* **ASSIGNMENT**: Reproduce precisely the lines between the start of the data below and the line with "Result<HashMap<String, String>, ServiceError>;", both included.

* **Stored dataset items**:
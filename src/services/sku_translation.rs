use async_trait::async_trait;
use chrono::Utc;
use rust_decimal::Decimal;
use sea_orm::sea_query::OnConflict;
use sea_orm::{
    ColumnTrait, EntityTrait, QueryFilter, Set,
};
use std::collections::HashMap;
use std::sync::Arc;
use tracing::{error, instrument};
use uuid::Uuid;

use crate::db::DbPool;
use crate::entities::sku_mapping::{self, Entity as SkuMappingEntity, SYNC_STATUS_ACTIVE};
use crate::entities::supplier::Entity as SupplierEntity;
use crate::errors::ServiceError;

/// A routing-visible mapping joined with its supplier, the unit the routing
/// engine ranks and selects from.
#[derive(Debug, Clone, PartialEq)]
pub struct ActiveMapping {
    pub supplier_id: Uuid,
    pub supplier_name: String,
    pub adapter_kind: String,
    pub supplier_sku: String,
    pub cost: Decimal,
    pub stock_quantity: i32,
}

/// Read/write access to the SKU translation table.
///
/// Pure lookup layer: no retry semantics, data-access failures propagate
/// unchanged and are fatal to the calling step. Note the contract split:
/// `find_active` applies the routing visibility rule, while the raw
/// `translate_*` lookups ignore availability entirely.
#[cfg_attr(test, mockall::automock)]
#[async_trait]
pub trait SkuMappingStore: Send + Sync {
    /// All routing-visible mappings for an internal SKU
    /// (`is_available = true`, `sync_status = "active"`).
    async fn find_active(&self, internal_sku: &str) -> Result<Vec<ActiveMapping>, ServiceError>;

    /// Raw lookup, availability ignored.
    async fn translate_to_supplier(
        &self,
        internal_sku: &str,
        supplier_id: Uuid,
    ) -> Result<Option<String>, ServiceError>;

    /// Raw reverse lookup, availability ignored.
    async fn translate_from_supplier(
        &self,
        supplier_sku: &str,
        supplier_id: Uuid,
    ) -> Result<Option<String>, ServiceError>;

    /// Bulk forward translation; the result is partial and missing keys mean
    /// no mapping exists for that SKU at this supplier.
    async fn bulk_translate(
        &self,
        internal_skus: &[String],
        supplier_id: Uuid,
    ) -> Result<HashMap<String, String>, ServiceError>;

    /// Idempotent upsert keyed on `(internal_sku, supplier_id)`.
    async fn upsert_availability(
        &self,
        internal_sku: &str,
        supplier_id: Uuid,
        supplier_sku: &str,
        is_available: bool,
        stock_quantity: i32,
    ) -> Result<(), ServiceError>;

    /// Idempotent upsert keyed on `(internal_sku, supplier_id)`.
    async fn upsert_cost(
        &self,
        internal_sku: &str,
        supplier_id: Uuid,
        supplier_sku: &str,
        cost: Decimal,
    ) -> Result<(), ServiceError>;
}

/// sea-orm backed implementation over the `sku_mappings` table.
#[derive(Clone)]
pub struct SkuTranslationService {
    db_pool: Arc<DbPool>,
}

impl SkuTranslationService {
    pub fn new(db_pool: Arc<DbPool>) -> Self {
        Self { db_pool }
    }
}

#[async_trait]
impl SkuMappingStore for SkuTranslationService {
    #[instrument(skip(self))]
    async fn find_active(&self, internal_sku: &str) -> Result<Vec<ActiveMapping>, ServiceError> {
        let db = &*self.db_pool;

        let rows = SkuMappingEntity::find()
            .filter(sku_mapping::Column::InternalSku.eq(internal_sku))
            .filter(sku_mapping::Column::IsAvailable.eq(true))
            .filter(sku_mapping::Column::SyncStatus.eq(SYNC_STATUS_ACTIVE))
            .find_also_related(SupplierEntity)
            .all(db)
            .await
            .map_err(|e| {
                error!(error = %e, internal_sku, "Failed to load active SKU mappings");
                ServiceError::Database(e)
            })?;

        let mappings = rows
            .into_iter()
            .filter_map(|(mapping, supplier)| {
                supplier.map(|s| ActiveMapping {
                    supplier_id: mapping.supplier_id,
                    supplier_name: s.name,
                    adapter_kind: s.adapter_kind,
                    supplier_sku: mapping.supplier_sku,
                    cost: mapping.cost,
                    stock_quantity: mapping.stock_quantity,
                })
            })
            .collect();

        Ok(mappings)
    }

    #[instrument(skip(self))]
    async fn translate_to_supplier(
        &self,
        internal_sku: &str,
        supplier_id: Uuid,
    ) -> Result<Option<String>, ServiceError> {
        let db = &*self.db_pool;

        let mapping = SkuMappingEntity::find()
            .filter(sku_mapping::Column::InternalSku.eq(internal_sku))
            .filter(sku_mapping::Column::SupplierId.eq(supplier_id))
            .one(db)
            .await?;

        Ok(mapping.map(|m| m.supplier_sku))
    }

    #[instrument(skip(self))]
    async fn translate_from_supplier(
        &self,
        supplier_sku: &str,
        supplier_id: Uuid,
    ) -> Result<Option<String>, ServiceError> {
        let db = &*self.db_pool;

        let mapping = SkuMappingEntity::find()
            .filter(sku_mapping::Column::SupplierSku.eq(supplier_sku))
            .filter(sku_mapping::Column::SupplierId.eq(supplier_id))
            .one(db)
            .await?;

        Ok(mapping.map(|m| m.internal_sku))
    }

    #[instrument(skip(self, internal_skus), fields(count = internal_skus.len()))]
    async fn bulk_translate(
        &self,
        internal_skus: &[String],
        supplier_id: Uuid,
    ) -> Result<HashMap<String, String>, ServiceError> {
        if internal_skus.is_empty() {
            return Ok(HashMap::new());
        }

        let db = &*self.db_pool;

        let rows = SkuMappingEntity::find()
            .filter(sku_mapping::Column::InternalSku.is_in(internal_skus.to_vec()))
            .filter(sku_mapping::Column::SupplierId.eq(supplier_id))
            .all(db)
            .await?;

        Ok(rows
            .into_iter()
            .map(|m| (m.internal_sku, m.supplier_sku))
            .collect())
    }

    #[instrument(skip(self))]
    async fn upsert_availability(
        &self,
        internal_sku: &str,
        supplier_id: Uuid,
        supplier_sku: &str,
        is_available: bool,
        stock_quantity: i32,
    ) -> Result<(), ServiceError> {
        let db = &*self.db_pool;

        let model = sku_mapping::ActiveModel {
            id: Set(Uuid::new_v4()),
            internal_sku: Set(internal_sku.to_string()),
            supplier_id: Set(supplier_id),
            supplier_sku: Set(supplier_sku.to_string()),
            cost: Set(Decimal::ZERO),
            is_available: Set(is_available),
            stock_quantity: Set(stock_quantity),
            sync_status: Set(SYNC_STATUS_ACTIVE.to_string()),
            last_synced_at: Set(Some(Utc::now())),
        };

        SkuMappingEntity::insert(model)
            .on_conflict(
                OnConflict::columns([
                    sku_mapping::Column::InternalSku,
                    sku_mapping::Column::SupplierId,
                ])
                .update_columns([
                    sku_mapping::Column::IsAvailable,
                    sku_mapping::Column::StockQuantity,
                    sku_mapping::Column::LastSyncedAt,
                ])
                .to_owned(),
            )
            .exec(db)
            .await?;

        Ok(())
    }

    #[instrument(skip(self))]
    async fn upsert_cost(
        &self,
        internal_sku: &str,
        supplier_id: Uuid,
        supplier_sku: &str,
        cost: Decimal,
    ) -> Result<(), ServiceError> {
        let db = &*self.db_pool;

        let model = sku_mapping::ActiveModel {
            id: Set(Uuid::new_v4()),
            internal_sku: Set(internal_sku.to_string()),
            supplier_id: Set(supplier_id),
            supplier_sku: Set(supplier_sku.to_string()),
            cost: Set(cost),
            is_available: Set(true),
            stock_quantity: Set(0),
            sync_status: Set(SYNC_STATUS_ACTIVE.to_string()),
            last_synced_at: Set(Some(Utc::now())),
        };

        SkuMappingEntity::insert(model)
            .on_conflict(
                OnConflict::columns([
                    sku_mapping::Column::InternalSku,
                    sku_mapping::Column::SupplierId,
                ])
                .update_columns([
                    sku_mapping::Column::Cost,
                    sku_mapping::Column::LastSyncedAt,
                ])
                .to_owned(),
            )
            .exec(db)
            .await?;

        Ok(())
    }
}
//! Order access for the orchestrator.
//!
//! The order record is owned elsewhere; this subsystem reads it and performs
//! exactly two writes: appending production order references and advancing
//! the production/top-level status after a fully successful dispatch.

use async_trait::async_trait;
use chrono::{DateTime, Utc};
use sea_orm::{
    ActiveModelTrait, ColumnTrait, EntityTrait, QueryFilter, Set, TransactionTrait,
};
use std::sync::Arc;
use tracing::{error, info, instrument, warn};
use uuid::Uuid;

use crate::db::DbPool;
use crate::entities::order::{self, Entity as OrderEntity, ProductionOrderRefs};
use crate::entities::order_item::{self, Entity as OrderItemEntity};
use crate::errors::ServiceError;

/// Top-level order status once every supplier dispatch has succeeded.
pub const ORDER_STATUS_AWAITING_SHIPMENT: &str = "awaiting_shipment";
/// Aggregate production status stamped at finalization.
pub const PRODUCTION_STATUS_IN_PRODUCTION: &str = "in_production";

/// The two order touch-points the processor needs.
#[async_trait]
pub trait OrderStore: Send + Sync {
    /// Loads the order and its line items; `None` when the order is missing.
    async fn load_with_items(
        &self,
        order_id: Uuid,
    ) -> Result<Option<(order::Model, Vec<order_item::Model>)>, ServiceError>;

    /// Attaches production order references and advances the order to
    /// in-production / awaiting-shipment. Only reached when every route
    /// dispatched successfully.
    async fn finalize_production(
        &self,
        order_id: Uuid,
        production_order_ids: Vec<Uuid>,
        started_at: DateTime<Utc>,
    ) -> Result<order::Model, ServiceError>;
}

#[derive(Clone)]
pub struct OrderService {
    db_pool: Arc<DbPool>,
}

impl OrderService {
    pub fn new(db_pool: Arc<DbPool>) -> Self {
        Self { db_pool }
    }
}

#[async_trait]
impl OrderStore for OrderService {
    #[instrument(skip(self), fields(order_id = %order_id))]
    async fn load_with_items(
        &self,
        order_id: Uuid,
    ) -> Result<Option<(order::Model, Vec<order_item::Model>)>, ServiceError> {
        let db = &*self.db_pool;

        let Some(order) = OrderEntity::find_by_id(order_id).one(db).await? else {
            return Ok(None);
        };

        let items = OrderItemEntity::find()
            .filter(order_item::Column::OrderId.eq(order_id))
            .all(db)
            .await?;

        Ok(Some((order, items)))
    }

    #[instrument(skip(self, production_order_ids), fields(order_id = %order_id, refs = production_order_ids.len()))]
    async fn finalize_production(
        &self,
        order_id: Uuid,
        production_order_ids: Vec<Uuid>,
        started_at: DateTime<Utc>,
    ) -> Result<order::Model, ServiceError> {
        let db = &*self.db_pool;

        let txn = db.begin().await.map_err(|e| {
            error!(error = %e, order_id = %order_id, "Failed to start finalization transaction");
            ServiceError::Database(e)
        })?;

        let order = OrderEntity::find_by_id(order_id)
            .one(&txn)
            .await?
            .ok_or_else(|| {
                warn!(order_id = %order_id, "Order disappeared before finalization");
                ServiceError::NotFound(format!("Order {} not found", order_id))
            })?;

        let mut refs = order.production_order_refs.0.clone();
        for id in production_order_ids {
            if !refs.contains(&id) {
                refs.push(id);
            }
        }

        let version = order.version;
        let mut active: order::ActiveModel = order.into();
        active.production_order_refs = Set(ProductionOrderRefs(refs));
        active.production_status = Set(Some(PRODUCTION_STATUS_IN_PRODUCTION.to_string()));
        active.production_started_at = Set(Some(started_at));
        active.status = Set(ORDER_STATUS_AWAITING_SHIPMENT.to_string());
        active.updated_at = Set(Some(Utc::now()));
        active.version = Set(version + 1);

        let updated = active.update(&txn).await?;

        txn.commit().await.map_err(|e| {
            error!(error = %e, order_id = %order_id, "Failed to commit finalization transaction");
            ServiceError::Database(e)
        })?;

        info!(order_id = %order_id, "Order finalized into production");
        Ok(updated)
    }
}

* **RESULT**:
filename src/services/sku_translation.rs
use async_trait::async_trait;
use chrono::Utc;
use rust_decimal::Decimal;
use sea_orm::sea_query::OnConflict;
use sea_orm::{
    ColumnTrait, EntityTrait, QueryFilter, Set,
};
use std::collections::HashMap;
use std::sync::Arc;
use tracing::{error, instrument};
use uuid::Uuid;

use crate::db::DbPool;
use crate::entities::sku_mapping::{self, Entity as SkuMappingEntity, SYNC_STATUS_ACTIVE};
use crate::entities::supplier::Entity as SupplierEntity;
use crate::errors::ServiceError;

/// A routing-visible mapping joined with its supplier, the unit the routing
/// engine ranks and selects from.
#[derive(Debug, Clone, PartialEq)]
pub struct ActiveMapping {
    pub supplier_id: Uuid,
    pub supplier_name: String,
    pub adapter_kind: String,
    pub supplier_sku: String,
    pub cost: Decimal,
    pub stock_quantity: i32,
}

/// Read/write access to the SKU translation table.
///
/// Pure lookup layer: no retry semantics, data-access failures propagate
/// unchanged and are fatal to the calling step. Note the contract split:
/// `find_active` applies the routing visibility rule, while the raw
/// `translate_*` lookups ignore availability entirely.
#[cfg_attr(test, mockall::automock)]
#[async_trait]
pub trait SkuMappingStore: Send + Sync {
    /// All routing-visible mappings for an internal SKU
    /// (`is_available = true`, `sync_status = "active"`).
    async fn find_active(&self, internal_sku: &str) -> Result<Vec<ActiveMapping>, ServiceError>;

    /// Raw lookup, availability ignored.
    async fn translate_to_supplier(
        &self,
        internal_sku: &str,
        supplier_id: Uuid,
    ) -> Result<Option<String>, ServiceError>;

    /// Raw reverse lookup, availability ignored.
    async fn translate_from_supplier(
        &self,
        supplier_sku: &str,
        supplier_id: Uuid,
    ) -> Result<Option<String>, ServiceError>;

    /// Bulk forward translation; the result is partial and missing keys mean
    /// no mapping exists for that SKU at this supplier.
    async fn bulk_translate(
        &self,
        internal_skus: &[String],
        supplier_id: Uuid,
    ) -> Result<HashMap<String, String>, ServiceError>;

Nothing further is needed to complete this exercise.